Il Sole24ore riparte?

“Abbiamo saltato 4 numeri aspettando una scelta; un’attesa che però ci permette oggi di ripresentarci a testa alta davanti a voi, avendo tutelato il maggior bene possibile per un giornale, la sua credibilità, e l’onorabilità della redazione intera”. Così sull’edizione odierna del Sole 24 Ore, che torna in edicola, il comitato di redazione del principale quotidiano economico italiano si rivolge ai lettori.

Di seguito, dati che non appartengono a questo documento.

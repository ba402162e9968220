//! Keymap file watcher for hot-reload support

use anyhow::{Context, Result};
use notify::{Event, EventKind, RecommendedWatcher, RecursiveMode, Watcher};
use std::path::PathBuf;
use std::time::Duration;
use tokio::sync::mpsc;
use tracing::{debug, error, info, warn};

/// Watches a keymap file and delivers its new text after each modification
///
/// The text is not parsed here; the host parses it into a scratch store and
/// swaps it in, so a broken edit never half-applies.
pub struct KeymapWatcher {
    _watcher: RecommendedWatcher,
    rx: mpsc::Receiver<String>,
}

impl KeymapWatcher {
    /// Create a watcher for `path`, returning it with the current file text
    pub async fn new(path: PathBuf) -> Result<(Self, String)> {
        let (tx, rx) = mpsc::channel(10);

        let initial = tokio::fs::read_to_string(&path)
            .await
            .with_context(|| format!("Failed to read keymap: {}", path.display()))?;

        let watched = path.clone();

        // notify callbacks run on their own OS thread, not in Tokio context
        let runtime_handle = tokio::runtime::Handle::current();

        let mut watcher = notify::recommended_watcher(move |res: Result<Event, notify::Error>| {
            match res {
                Ok(event) => {
                    if matches!(event.kind, EventKind::Modify(_)) {
                        debug!("Keymap modified: {:?}", event.paths);

                        let path = watched.clone();
                        let tx = tx.clone();

                        runtime_handle.spawn(async move {
                            // Debounce: wait a bit for file writes to complete
                            tokio::time::sleep(Duration::from_millis(100)).await;

                            match tokio::fs::read_to_string(&path).await {
                                Ok(text) => {
                                    if let Err(e) = tx.send(text).await {
                                        error!("Failed to send keymap update: {}", e);
                                    }
                                }
                                Err(e) => {
                                    warn!("Failed to reread keymap (keeping old bindings): {}", e);
                                }
                            }
                        });
                    }
                }
                Err(e) => {
                    error!("Watch error: {}", e);
                }
            }
        })?;

        watcher
            .watch(&path, RecursiveMode::NonRecursive)
            .with_context(|| format!("Failed to watch keymap: {}", path.display()))?;

        info!("Keymap watcher started for: {}", path.display());

        Ok((Self { _watcher: watcher, rx }, initial))
    }

    /// Wait for the next keymap text
    /// Returns None if the watcher has been closed
    pub async fn next_keymap(&mut self) -> Option<String> {
        self.rx.recv().await
    }
}
//! MIDI port hosts for the engine
//!
//! [`PortOutput`] sends translated messages to a midir output port;
//! [`connect_input`] feeds a midir input port into an [`EngineHandle`].
//! [`ConsoleOutput`] prints messages instead, for dry runs.

use anyhow::{anyhow, Context, Result};
use colored::*;
use midir::{Ignore, MidiInput, MidiInputConnection, MidiInputPort, MidiOutput, MidiOutputConnection, MidiOutputPort};
use tracing::{debug, info, warn};

use crate::engine::{EngineHandle, EngineHost};
use crate::midi::{format_hex, MidiMessage};

const CLIENT_NAME: &str = "FreeKeys";

/// Controller numbers sent by `midi_reset`
const ALL_SOUND_OFF: u8 = 120;
const RESET_ALL_CONTROLLERS: u8 = 121;
const ALL_NOTES_OFF: u8 = 123;

/// Information about a MIDI port
#[derive(Debug, Clone)]
pub struct PortInfo {
    pub index: usize,
    pub name: String,
    pub is_virtual: bool,
}

fn is_virtual(name: &str) -> bool {
    name.contains("Virtual") || name.contains("loopMIDI") || name.contains("IAC")
}

/// Discover input ports
pub fn discover_input_ports() -> Result<Vec<PortInfo>> {
    let midi_in = MidiInput::new(CLIENT_NAME).context("Failed to create MIDI input")?;
    let mut ports = Vec::new();
    for (index, port) in midi_in.ports().iter().enumerate() {
        if let Ok(name) = midi_in.port_name(port) {
            ports.push(PortInfo { index, is_virtual: is_virtual(&name), name });
        }
    }
    Ok(ports)
}

/// Discover output ports
pub fn discover_output_ports() -> Result<Vec<PortInfo>> {
    let midi_out = MidiOutput::new(CLIENT_NAME).context("Failed to create MIDI output")?;
    let mut ports = Vec::new();
    for (index, port) in midi_out.ports().iter().enumerate() {
        if let Ok(name) = midi_out.port_name(port) {
            ports.push(PortInfo { index, is_virtual: is_virtual(&name), name });
        }
    }
    Ok(ports)
}

/// Print all ports to stdout
pub fn print_ports() -> Result<()> {
    let inputs = discover_input_ports()?;
    let outputs = discover_output_ports()?;

    println!("{}", "MIDI inputs:".bold());
    if inputs.is_empty() {
        println!("  {}", "(none)".dimmed());
    }
    for port in &inputs {
        let tag = if port.is_virtual { " [virtual]".dimmed().to_string() } else { String::new() };
        println!("  {:>2}: {}{}", port.index, port.name.green(), tag);
    }

    println!("{}", "MIDI outputs:".bold());
    if outputs.is_empty() {
        println!("  {}", "(none)".dimmed());
    }
    for port in &outputs {
        let tag = if port.is_virtual { " [virtual]".dimmed().to_string() } else { String::new() };
        println!("  {:>2}: {}{}", port.index, port.name.cyan(), tag);
    }
    Ok(())
}

/// Case-insensitive substring match on the port name
fn matches_pattern(name: &str, pattern: &str) -> bool {
    name.to_lowercase().contains(&pattern.to_lowercase())
}

fn find_output_port(midi_out: &MidiOutput, pattern: &str) -> Option<(MidiOutputPort, String)> {
    midi_out.ports().into_iter().find_map(|port| {
        let name = midi_out.port_name(&port).ok()?;
        matches_pattern(&name, pattern).then_some((port, name))
    })
}

fn find_input_port(midi_in: &MidiInput, pattern: &str) -> Option<(MidiInputPort, String)> {
    midi_in.ports().into_iter().find_map(|port| {
        let name = midi_in.port_name(&port).ok()?;
        matches_pattern(&name, pattern).then_some((port, name))
    })
}

/// Engine host writing to a MIDI output port
pub struct PortOutput {
    connection: MidiOutputConnection,
    name: String,
}

impl PortOutput {
    /// Open the first output port whose name contains `pattern`
    pub fn connect(pattern: &str) -> Result<Self> {
        let midi_out = MidiOutput::new(CLIENT_NAME).context("Failed to create MIDI output")?;
        let (port, name) = find_output_port(&midi_out, pattern)
            .ok_or_else(|| anyhow!("Output port '{}' not found", pattern))?;
        let connection = midi_out
            .connect(&port, "freekeys-out")
            .map_err(|e| anyhow!("Failed to open output port '{}': {}", name, e))?;

        info!("MIDI output opened: '{}'", name);
        Ok(Self { connection, name })
    }

    pub fn name(&self) -> &str {
        &self.name
    }

    fn send_bytes(&mut self, bytes: &[u8]) {
        if let Err(e) = self.connection.send(bytes) {
            warn!("MIDI send to '{}' failed: {}", self.name, e);
        }
    }
}

impl EngineHost for PortOutput {
    fn midi_output(&mut self, message: &MidiMessage) {
        let bytes = message.encode();
        debug!("MIDI OUT -> {} ({})", format_hex(&bytes), message);
        self.send_bytes(&bytes);
    }

    fn midi_reset(&mut self) {
        for channel in 0..16u8 {
            for cc in [ALL_NOTES_OFF, ALL_SOUND_OFF, RESET_ALL_CONTROLLERS] {
                let message = MidiMessage::ControlChange { channel, cc, value: 0 };
                self.send_bytes(&message.encode());
            }
        }
    }
}

/// Engine host printing every message, used when no port is given
#[derive(Debug, Default)]
pub struct ConsoleOutput {
    sent: usize,
}

impl ConsoleOutput {
    pub fn sent(&self) -> usize {
        self.sent
    }
}

impl EngineHost for ConsoleOutput {
    fn midi_output(&mut self, message: &MidiMessage) {
        self.sent += 1;
        println!("{} {:<10} {}", "OUT".red(), format_hex(&message.encode()), message);
    }

    fn midi_reset(&mut self) {
        println!("{}", "-- reset --".dimmed());
    }
}

/// Feed the first input port whose name contains `pattern` into `engine`
///
/// The returned connection must be kept alive; dropping it closes the port.
pub fn connect_input<H>(pattern: &str, engine: EngineHandle<H>) -> Result<MidiInputConnection<()>>
where
    H: EngineHost + 'static,
{
    let mut midi_in = MidiInput::new(CLIENT_NAME).context("Failed to create MIDI input")?;
    midi_in.ignore(Ignore::All);

    let (port, name) = find_input_port(&midi_in, pattern)
        .ok_or_else(|| anyhow!("Input port '{}' not found", pattern))?;

    let connection = midi_in
        .connect(
            &port,
            "freekeys-in",
            move |_timestamp, data, _| {
                debug!("MIDI IN <- {}", format_hex(data));
                engine.lock().midi_input(data);
            },
            (),
        )
        .map_err(|e| anyhow!("Failed to open input port '{}': {}", name, e))?;

    info!("MIDI input opened: '{}'", name);
    Ok(connection)
}
//! Translation of note-family actions into wire MIDI
//!
//! All functions here only read the binding store; they are deterministic in
//! the store state and the event.

use crate::action::{clamp_value, code, ActionEvent, ValueOp};
use crate::midi::MidiMessage;
use crate::store::BindingStore;

/// Derive a new value from `value` with `op` and a signed `change`
pub fn translate_value(op: ValueOp, value: i32, change: i32) -> i32 {
    op.apply(value, change)
}

/// Output channel for input channel `ch`
pub fn translate_channel(store: &BindingStore, ch: u8) -> u8 {
    store.output_channel(ch) & 0x0F
}

/// `note + octave*12 + transpose + key signature`, clamped to 0..=127
pub fn translate_note(store: &BindingStore, ch: u8, note: u8) -> u8 {
    let value = note as i32
        + store.octave(ch) as i32 * 12
        + store.transpose(ch) as i32
        + store.key_signature() as i32;
    clamp_value(value, 0, 127) as u8
}

/// Scale a velocity or pressure by the channel's velocity setting
pub fn translate_velocity(store: &BindingStore, ch: u8, velocity: u8) -> u8 {
    clamp_value(velocity as i32 * store.velocity(ch) as i32 / 127, 0, 127) as u8
}

/// Translate a note-family action into its wire message
///
/// Raw MIDI events pass through unchanged; every other logical action
/// yields `None` since it is stateful and handled by the engine.
pub fn translate(store: &BindingStore, event: &ActionEvent) -> Option<MidiMessage> {
    let ch = event.arg1;
    match event.action {
        code::NOTE_ON => Some(MidiMessage::NoteOn {
            channel: translate_channel(store, ch),
            note: translate_note(store, ch, event.arg2),
            velocity: translate_velocity(store, ch, event.arg3),
        }),
        code::NOTE_OFF => Some(MidiMessage::NoteOff {
            channel: translate_channel(store, ch),
            note: translate_note(store, ch, event.arg2),
            velocity: 0,
        }),
        code::NOTE_PRESSURE => Some(MidiMessage::PolyPressure {
            channel: translate_channel(store, ch),
            note: translate_note(store, ch, event.arg2),
            pressure: translate_velocity(store, ch, event.arg3),
        }),
        _ if event.is_midi() => MidiMessage::from_event(event),
        _ => None,
    }
}

/// Rewrite a note-family action into the raw event it produces
///
/// Other events are returned unchanged. Used by the keyboard layer, which
/// needs the final bytes to schedule matching note-offs.
pub fn translate_event(store: &BindingStore, event: ActionEvent) -> ActionEvent {
    match event.action {
        code::NOTE_ON | code::NOTE_OFF | code::NOTE_PRESSURE => translate(store, &event)
            .map(|msg| msg.to_event())
            .unwrap_or(event),
        _ => event,
    }
}

#[cfg(test)]
mod tests {
    use super::*;
    use proptest::prelude::*;

    #[test]
    fn test_transposed_note() {
        let mut store = BindingStore::new();
        store.set_transpose(0, 2);

        let msg = translate(&store, &ActionEvent::note_on(0, 60, 127));
        assert_eq!(msg, Some(MidiMessage::NoteOn { channel: 0, note: 62, velocity: 127 }));
    }

    #[test]
    fn test_octave_key_signature_and_remap() {
        let mut store = BindingStore::new();
        store.set_octave(1, -1);
        store.set_key_signature(3);
        store.set_output_channel(1, 9);
        store.set_velocity(1, 64);

        let msg = translate(&store, &ActionEvent::note_on(1, 60, 127));
        assert_eq!(msg, Some(MidiMessage::NoteOn { channel: 9, note: 51, velocity: 64 }));
    }

    #[test]
    fn test_note_clamped() {
        let mut store = BindingStore::new();
        store.set_transpose(0, 64);
        store.set_octave(0, 1);
        let msg = translate(&store, &ActionEvent::note_on(0, 120, 100));
        assert_eq!(msg, Some(MidiMessage::NoteOn { channel: 0, note: 127, velocity: 100 }));
    }

    #[test]
    fn test_note_off_has_zero_velocity() {
        let store = BindingStore::new();
        let event = ActionEvent::new(code::NOTE_OFF, 0, 60, 90);
        assert_eq!(
            translate(&store, &event),
            Some(MidiMessage::NoteOff { channel: 0, note: 60, velocity: 0 })
        );
    }

    #[test]
    fn test_raw_and_control_events() {
        let store = BindingStore::new();
        let raw = ActionEvent::new(0xB0, 7, 100, 0);
        assert_eq!(
            translate(&store, &raw),
            Some(MidiMessage::ControlChange { channel: 0, cc: 7, value: 100 })
        );
        let octave = ActionEvent::channel_op(code::OCTAVE, 0, ValueOp::INC, 1);
        assert_eq!(translate(&store, &octave), None);
    }

    #[test]
    fn test_translate_event_rewrites_notes_only() {
        let mut store = BindingStore::new();
        store.set_transpose(0, 1);
        let event = translate_event(&store, ActionEvent::note_on(0, 60, 127));
        assert_eq!(event.to_bytes(), [0x90, 61, 127, 0]);

        let octave = ActionEvent::channel_op(code::OCTAVE, 0, ValueOp::INC, 1);
        assert_eq!(translate_event(&store, octave), octave);
    }

    proptest! {
        #[test]
        fn prop_translation_is_deterministic(
            note in 0u8..128,
            velocity in 0u8..128,
            octave in -1i32..=1,
            transpose in -64i32..=64,
            key_signature in -4i32..=7,
            scale in 0i32..=127,
            remap in 0i32..=15,
        ) {
            let mut store = BindingStore::new();
            store.set_octave(0, octave);
            store.set_transpose(0, transpose);
            store.set_key_signature(key_signature);
            store.set_velocity(0, scale);
            store.set_output_channel(0, remap);

            let event = ActionEvent::note_on(0, note, velocity);
            let first = translate(&store, &event);
            let second = translate(&store.clone(), &event);
            prop_assert_eq!(&first, &second);

            let expected_note = (note as i32 + octave * 12 + transpose + key_signature).clamp(0, 127) as u8;
            let expected_velocity = (velocity as i32 * scale / 127) as u8;
            prop_assert_eq!(
                first,
                Some(MidiMessage::NoteOn {
                    channel: remap as u8,
                    note: expected_note,
                    velocity: expected_velocity,
                })
            );
        }
    }
}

Il Sole 24 Ore “mai era stato per tanto tempo senza uscire. E allora facciamo un po’ i cronisti su noi stessi, per una volta. È stata una scelta difficile – assicurano i redattori – tuttavia per noi obbligata, dopo quanto emerso venerdì mattina con la notizia dell’indagine a carico, tra gli altri, anche di Roberto Napoletano. Ci è da subito apparso evidente che il giornale non sarebbe potuto andare in edicola con la firma di un direttore indagato per un reato assai grave come il concorso in false comunicazioni sociali, in ipotesi commesso durante la sua permanenza alla guida del Sole, il giornale dell’economia, della finanza e del diritto. Direttore che aveva già ricevuto il voto di sfiducia a ottobre dalla redazione, per la quota di corresponsabilità nell’avere determinato la grave crisi del gruppo. Questo – chiosa la redazione nella lettera pubblicata – al di là delle responsabilità penali che sono da accertare. Abbiamo atteso per tempo una decisione dell’azionista di riferimento che prendesse atto della estrema gravità della situazione e dell’insostenibilità della posizione di Napoletano. Poi l’assemblea dei giornalisti ha deciso un’iniziativa senza precedenti: lo sciopero a oltranza sino al momento della rimozione. Questa – ricordano – è arrivata, nella forma della aspettativa non retribuita per 6 mesi, solo nella serata di lunedì dopo un consiglio di amministrazione straordinario”.

Scrive sulla prima pagina anche il direttore ad interim Guido Gentili, che parla del “momento più difficile” della storia del Sole 24 Ore. “Di questo occorre prendere atto con realismo e, insieme, con tutta la forza e la determinazione necessarie per guardare avanti”. Gentili vede nelle redazioni del gruppo “un presidio straordinario di competenze e professionalità” da cui ripartire in una fase in cui per i media “sono aperte sfide fino a ieri impensabili. Nessuno ha la bacchetta magica, soluzioni facili non esistono. Ma l’informazione di qualità e la spinta all’innovazione rimangono dappertutto la leva sulla quale scommettere”. Nello statuto del gruppo editoriale, prosegue Gentili, “sta scritto che il Sole 24 Ore interpreta i valori del libero mercato e di una comunità economica pienamente integrata nell’Unione europea. E si afferma che resterà fedele alla propria identità storica, voce insostituibile del mondo dell’impresa, delle professioni, dei mercati finanziari. È questa la nostra bussola”.